Exercise brief: In the records below, count each line where the word "fichier" appears, and reply with that number only.

※

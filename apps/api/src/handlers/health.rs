use axum::Json;

use crate::dto::HealthResponse;

pub async fn health_handler() -> Json<HealthResponse> {
    Json(HealthResponse { status: "ok" })
}
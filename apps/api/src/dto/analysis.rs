use chrono::NaiveDate;
use mailtrail_core::AppError;
use mailtrail_domain::DatasetFilter;
use serde::Deserialize;
use ts_rs::TS;

/// Dataset-level filter criteria accepted by the analysis endpoints.
#[derive(Debug, Default, Deserialize, TS)]
#[ts(
    export,
    export_to = "../../../../packages/api-types/src/generated/analysis-filter-request.ts"
)]
pub struct AnalysisFilterRequest {
    #[serde(default)]
    pub user: Option<String>,
    #[serde(default)]
    pub actions: Option<String>,
    #[serde(default)]
    pub files: Option<String>,
    #[serde(default)]
    pub ips: Option<String>,
    #[serde(default)]
    pub exclude_ips: Option<String>,
    /// Inclusive range start, `YYYY-MM-DD`.
    #[serde(default)]
    pub start_date: Option<String>,
    /// Inclusive range end, `YYYY-MM-DD`.
    #[serde(default)]
    pub end_date: Option<String>,
}

impl TryFrom<AnalysisFilterRequest> for DatasetFilter {
    type Error = AppError;

    fn try_from(request: AnalysisFilterRequest) -> Result<Self, Self::Error> {
        Ok(Self {
            user: request.user,
            actions: request.actions,
            files: request.files,
            ips: request.ips,
            exclude_ips: request.exclude_ips,
            start_date: parse_date(request.start_date.as_deref())?,
            end_date: parse_date(request.end_date.as_deref())?,
        })
    }
}

fn parse_date(value: Option<&str>) -> Result<Option<NaiveDate>, AppError> {
    value
        .map(str::trim)
        .filter(|trimmed| !trimmed.is_empty())
        .map(|trimmed| {
            NaiveDate::parse_from_str(trimmed, "%Y-%m-%d")
                .map_err(|_| AppError::Validation(format!("date invalide : '{trimmed}'")))
        })
        .transpose()
}
use std::collections::HashMap;

use async_trait::async_trait;
use mailtrail_application::SessionRepository;
use mailtrail_core::{AppResult, SessionId};
use mailtrail_domain::AnalysisSession;
use tokio::sync::RwLock;

/// In-memory session repository.
///
/// Sessions live for the lifetime of the process; nothing is persisted
/// across restarts.
#[derive(Debug, Default)]
pub struct InMemorySessionRepository {
    sessions: RwLock<HashMap<SessionId, AnalysisSession>>,
}

impl InMemorySessionRepository {
    /// Creates an empty repository.
    #[must_use]
    pub fn new() -> Self {
        Self {
            sessions: RwLock::new(HashMap::new()),
        }
    }
}

#[async_trait]
impl SessionRepository for InMemorySessionRepository {
    async fn save(&self, session_id: SessionId, session: AnalysisSession) -> AppResult<()> {
        self.sessions.write().await.insert(session_id, session);
        Ok(())
    }

    async fn find(&self, session_id: SessionId) -> AppResult<Option<AnalysisSession>> {
        Ok(self.sessions.read().await.get(&session_id).cloned())
    }
}

#[cfg(test)]
mod tests {
    use mailtrail_application::SessionRepository;
    use mailtrail_core::SessionId;
    use mailtrail_domain::{AnalysisSession, LogDataset, UserDirectory};

    use super::InMemorySessionRepository;

    fn session() -> AnalysisSession {
        AnalysisSession {
            dataset: LogDataset::new(vec!["Operation".to_owned()], Vec::new())
                .unwrap_or_else(|_| unreachable!()),
            users: UserDirectory::new(),
            filename: "export.csv".to_owned(),
        }
    }

    #[tokio::test]
    async fn saved_sessions_are_found_by_id() {
        let repository = InMemorySessionRepository::new();
        let session_id = SessionId::new();

        let saved = repository.save(session_id, session()).await;
        assert!(saved.is_ok());

        let found = repository
            .find(session_id)
            .await
            .unwrap_or_else(|_| unreachable!());
        assert!(found.is_some());

        let missing = repository
            .find(SessionId::new())
            .await
            .unwrap_or_else(|_| unreachable!());
        assert!(missing.is_none());
    }
}
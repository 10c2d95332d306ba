//! Application services and ports orchestrating the Mailtrail analyses.

#![forbid(unsafe_code)]

mod analysis_service;
mod ingest_service;
mod ports;
mod timeline_service;

pub use analysis_service::{AnalysisKind, AnalysisPayload, AnalysisService};
pub use ingest_service::{IngestService, UploadReceipt};
pub use ports::{AnalysisCache, LogFileParser, SessionRepository};
pub use timeline_service::{DetailProjection, TimelineQuery, TimelineService};
use std::str::FromStr;

use axum::Json;
use axum::extract::{Path, State};
use mailtrail_application::{AnalysisKind, AnalysisPayload};
use mailtrail_core::SessionId;
use mailtrail_domain::DatasetFilter;

use crate::dto::AnalysisFilterRequest;
use crate::error::ApiResult;
use crate::state::AppState;

pub async fn analysis_handler(
    State(state): State<AppState>,
    Path((session_id, analysis_type)): Path<(String, String)>,
    Json(payload): Json<AnalysisFilterRequest>,
) -> ApiResult<Json<AnalysisPayload>> {
    let session_id = SessionId::from_str(session_id.as_str())?;
    let kind = AnalysisKind::from_str(analysis_type.as_str())?;
    let filter = DatasetFilter::try_from(payload)?;

    let results = state
        .analysis_service
        .analyze(session_id, kind, &filter)
        .await?;

    Ok(Json(results))
}
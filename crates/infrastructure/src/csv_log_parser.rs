use mailtrail_application::LogFileParser;
use mailtrail_core::{AppError, AppResult};
use mailtrail_domain::LogDataset;

/// CSV adapter for the log parser port.
///
/// Rows are read flexibly: short rows are padded by the dataset accessor and
/// the `AuditData` column may embed quoted JSON, which the CSV quoting rules
/// handle.
#[derive(Debug, Default, Clone, Copy)]
pub struct CsvLogParser;

impl CsvLogParser {
    /// Creates the parser.
    #[must_use]
    pub fn new() -> Self {
        Self
    }
}

impl LogFileParser for CsvLogParser {
    fn parse_dataset(&self, contents: &[u8]) -> AppResult<LogDataset> {
        let mut reader = csv::ReaderBuilder::new()
            .flexible(true)
            .from_reader(contents);

        let columns: Vec<String> = reader
            .headers()
            .map_err(|error| AppError::Validation(format!("fichier CSV invalide : {error}")))?
            .iter()
            .map(ToOwned::to_owned)
            .collect();

        let mut rows = Vec::new();
        for record in reader.records() {
            let record = record
                .map_err(|error| AppError::Validation(format!("fichier CSV invalide : {error}")))?;
            rows.push(record.iter().map(ToOwned::to_owned).collect());
        }

        LogDataset::new(columns, rows)
    }

    fn parse_user_pairs(&self, contents: &[u8]) -> AppResult<Vec<(String, String)>> {
        let mut reader = csv::ReaderBuilder::new()
            .flexible(true)
            .from_reader(contents);

        let mut pairs = Vec::new();
        for record in reader.records() {
            let record = record.map_err(|error| {
                AppError::Validation(format!("fichier de correspondance invalide : {error}"))
            })?;

            if let (Some(principal), Some(name)) = (record.get(0), record.get(1)) {
                pairs.push((principal.to_owned(), name.to_owned()));
            }
        }

        Ok(pairs)
    }
}
use async_trait::async_trait;
use mailtrail_application::AnalysisCache;
use mailtrail_core::{AppError, AppResult, SessionId};
use mailtrail_domain::ExchangeAnalysis;
use redis::AsyncCommands;

/// Seconds before a cached analysis expires, matching the session lifetime.
const CACHE_TTL_SECONDS: u64 = 24 * 60 * 60;

/// Redis-backed analysis cache.
#[derive(Debug, Clone)]
pub struct RedisAnalysisCache {
    client: redis::Client,
    key_prefix: String,
}

impl RedisAnalysisCache {
    /// Creates a cache over an existing Redis client.
    #[must_use]
    pub fn new(client: redis::Client, key_prefix: impl Into<String>) -> Self {
        Self {
            client,
            key_prefix: key_prefix.into(),
        }
    }

    fn key_for(&self, session_id: SessionId) -> String {
        format!("{}:{}", self.key_prefix, session_id)
    }
}

#[async_trait]
impl AnalysisCache for RedisAnalysisCache {
    async fn get_exchange(&self, session_id: SessionId) -> AppResult<Option<ExchangeAnalysis>> {
        let key = self.key_for(session_id);
        let mut connection = self
            .client
            .get_multiplexed_async_connection()
            .await
            .map_err(|error| AppError::Internal(format!("redis connection failed: {error}")))?;

        let encoded: Option<String> = connection
            .get(key)
            .await
            .map_err(|error| AppError::Internal(format!("redis read failed: {error}")))?;

        encoded
            .as_deref()
            .map(|value| {
                serde_json::from_str::<ExchangeAnalysis>(value).map_err(|error| {
                    AppError::Internal(format!("cached analysis decode failed: {error}"))
                })
            })
            .transpose()
    }

    async fn put_exchange(
        &self,
        session_id: SessionId,
        analysis: &ExchangeAnalysis,
    ) -> AppResult<()> {
        let key = self.key_for(session_id);
        let encoded = serde_json::to_string(analysis)
            .map_err(|error| AppError::Internal(format!("analysis encode failed: {error}")))?;

        let mut connection = self
            .client
            .get_multiplexed_async_connection()
            .await
            .map_err(|error| AppError::Internal(format!("redis connection failed: {error}")))?;

        connection
            .set_ex::<_, _, ()>(key, encoded, CACHE_TTL_SECONDS)
            .await
            .map_err(|error| AppError::Internal(format!("redis write failed: {error}")))
    }
}

#[cfg(test)]
mod tests {
    use mailtrail_core::SessionId;

    use super::RedisAnalysisCache;

    #[test]
    fn keys_are_prefixed_per_session() {
        let client = redis::Client::open("redis://127.0.0.1:6379/0");
        let Ok(client) = client else {
            unreachable!();
        };

        let cache = RedisAnalysisCache::new(client, "exchange_analysis");
        let session_id = SessionId::new();

        assert_eq!(
            cache.key_for(session_id),
            format!("exchange_analysis:{session_id}")
        );
    }
}
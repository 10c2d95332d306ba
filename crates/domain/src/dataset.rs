use std::collections::HashMap;

use mailtrail_core::{AppError, AppResult};
use serde::{Deserialize, Serialize};

/// Detected log export flavor, derived from the column set.
#[derive(Debug, Clone, Copy, PartialEq, Eq, Serialize, Deserialize)]
#[serde(rename_all = "snake_case")]
pub enum LogType {
    /// Sign-in log export.
    Entra,
    /// Mailbox audit export.
    Exchange,
    /// File operation audit export.
    Purview,
    /// Unrecognized column set.
    Unknown,
}

impl LogType {
    /// Detects the log flavor from a column set.
    #[must_use]
    pub fn detect(columns: &[String]) -> Self {
        let has = |name: &str| columns.iter().any(|column| column == name);

        if (has("User") || has("Username")) && has("Status") && has("Application") {
            return Self::Entra;
        }

        if has("MailboxOwnerUPN") || has("ClientInfoString") {
            return Self::Exchange;
        }

        if has("SourceFileName") || has("Operation") {
            return Self::Purview;
        }

        Self::Unknown
    }

    /// Returns the stable wire value.
    #[must_use]
    pub fn as_str(&self) -> &'static str {
        match self {
            Self::Entra => "entra",
            Self::Exchange => "exchange",
            Self::Purview => "purview",
            Self::Unknown => "unknown",
        }
    }
}

/// One parsed log export: column names plus row-major string cells.
///
/// Cells are stored as raw text; empty cells read back as absent, matching
/// how a tabular import treats blanks.
#[derive(Debug, Clone, PartialEq, Eq, Serialize, Deserialize)]
pub struct LogDataset {
    columns: Vec<String>,
    rows: Vec<Vec<String>>,
    #[serde(skip)]
    column_index: HashMap<String, usize>,
}

impl LogDataset {
    /// Creates a dataset from parsed columns and rows.
    pub fn new(columns: Vec<String>, rows: Vec<Vec<String>>) -> AppResult<Self> {
        if columns.is_empty() {
            return Err(AppError::Validation(
                "dataset must have at least one column".to_owned(),
            ));
        }

        let column_index = columns
            .iter()
            .enumerate()
            .map(|(index, name)| (name.clone(), index))
            .collect();

        Ok(Self {
            columns,
            rows,
            column_index,
        })
    }

    /// Returns the column names.
    #[must_use]
    pub fn columns(&self) -> &[String] {
        &self.columns
    }

    /// Returns the number of data rows.
    #[must_use]
    pub fn row_count(&self) -> usize {
        self.rows.len()
    }

    /// Returns the number of columns.
    #[must_use]
    pub fn column_count(&self) -> usize {
        self.columns.len()
    }

    /// Returns whether the dataset has a column with this name.
    #[must_use]
    pub fn has_column(&self, name: &str) -> bool {
        self.column_lookup(name).is_some()
    }

    /// Returns one cell by row and column name; absent for unknown columns,
    /// short rows, and empty cells.
    #[must_use]
    pub fn value(&self, row: usize, column: &str) -> Option<&str> {
        let index = self.column_lookup(column)?;
        self.rows
            .get(row)?
            .get(index)
            .map(String::as_str)
            .filter(|cell| !cell.is_empty())
    }

    /// Detects the log flavor of this dataset.
    #[must_use]
    pub fn log_type(&self) -> LogType {
        LogType::detect(&self.columns)
    }

    fn column_lookup(&self, name: &str) -> Option<usize> {
        if self.column_index.is_empty() {
            // Deserialized datasets skip the index; fall back to a scan.
            return self.columns.iter().position(|column| column == name);
        }

        self.column_index.get(name).copied()
    }
}

/// Optional mapping from user principal names to display names, loaded from
/// the secondary upload.
#[derive(Debug, Clone, Default, PartialEq, Eq, Serialize, Deserialize)]
pub struct UserDirectory(HashMap<String, String>);

impl UserDirectory {
    /// Creates an empty directory.
    #[must_use]
    pub fn new() -> Self {
        Self::default()
    }

    /// Builds a directory from two-column rows (UPN, display name), skipping
    /// rows where either side is blank.
    #[must_use]
    pub fn from_pairs(pairs: impl IntoIterator<Item = (String, String)>) -> Self {
        Self(
            pairs
                .into_iter()
                .filter_map(|(upn, name)| {
                    let upn = upn.trim().to_owned();
                    let name = name.trim().to_owned();
                    (!upn.is_empty() && !name.is_empty()).then_some((upn, name))
                })
                .collect(),
        )
    }

    /// Resolves a principal to its display name, falling back to the
    /// principal itself.
    #[must_use]
    pub fn display_name<'a>(&'a self, principal: &'a str) -> &'a str {
        self.0.get(principal).map_or(principal, String::as_str)
    }

    /// Returns the number of mapped principals.
    #[must_use]
    pub fn len(&self) -> usize {
        self.0.len()
    }

    /// Returns whether the directory is empty.
    #[must_use]
    pub fn is_empty(&self) -> bool {
        self.0.is_empty()
    }
}

/// One uploaded dataset with its optional user directory.
#[derive(Debug, Clone, PartialEq, Eq, Serialize, Deserialize)]
pub struct AnalysisSession {
    /// The parsed log export.
    pub dataset: LogDataset,
    /// Display-name mapping applied wherever users are listed.
    pub users: UserDirectory,
    /// Original upload file name.
    pub filename: String,
}

#[cfg(test)]
mod tests {
    use super::{LogDataset, LogType, UserDirectory};

    fn columns(names: &[&str]) -> Vec<String> {
        names.iter().map(|name| (*name).to_owned()).collect()
    }

    #[test]
    fn detects_exchange_from_mailbox_columns() {
        assert_eq!(
            LogType::detect(&columns(&["CreationDate", "MailboxOwnerUPN", "Operation"])),
            LogType::Exchange
        );
        assert_eq!(
            LogType::detect(&columns(&["ClientInfoString"])),
            LogType::Exchange
        );
    }

    #[test]
    fn detects_entra_before_purview() {
        assert_eq!(
            LogType::detect(&columns(&["User", "Status", "Application", "Operation"])),
            LogType::Entra
        );
    }

    #[test]
    fn detects_purview_and_unknown() {
        assert_eq!(
            LogType::detect(&columns(&["SourceFileName", "UserId"])),
            LogType::Purview
        );
        assert_eq!(LogType::detect(&columns(&["Whatever"])), LogType::Unknown);
    }

    #[test]
    fn empty_cells_read_back_as_absent() {
        let dataset = LogDataset::new(
            columns(&["Operation", "UserId"]),
            vec![vec!["Update".to_owned(), String::new()]],
        )
        .unwrap_or_else(|_| unreachable!());

        assert_eq!(dataset.value(0, "Operation"), Some("Update"));
        assert_eq!(dataset.value(0, "UserId"), None);
        assert_eq!(dataset.value(0, "Missing"), None);
        assert_eq!(dataset.value(1, "Operation"), None);
    }

    #[test]
    fn dataset_requires_columns() {
        assert!(LogDataset::new(Vec::new(), Vec::new()).is_err());
    }

    #[test]
    fn directory_skips_blank_pairs_and_falls_back() {
        let directory = UserDirectory::from_pairs(vec![
            ("alice@contoso.com".to_owned(), "Alice A.".to_owned()),
            ("  ".to_owned(), "Ghost".to_owned()),
        ]);

        assert_eq!(directory.len(), 1);
        assert_eq!(directory.display_name("alice@contoso.com"), "Alice A.");
        assert_eq!(directory.display_name("bob@contoso.com"), "bob@contoso.com");
    }
}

※

Solution to this problem: 3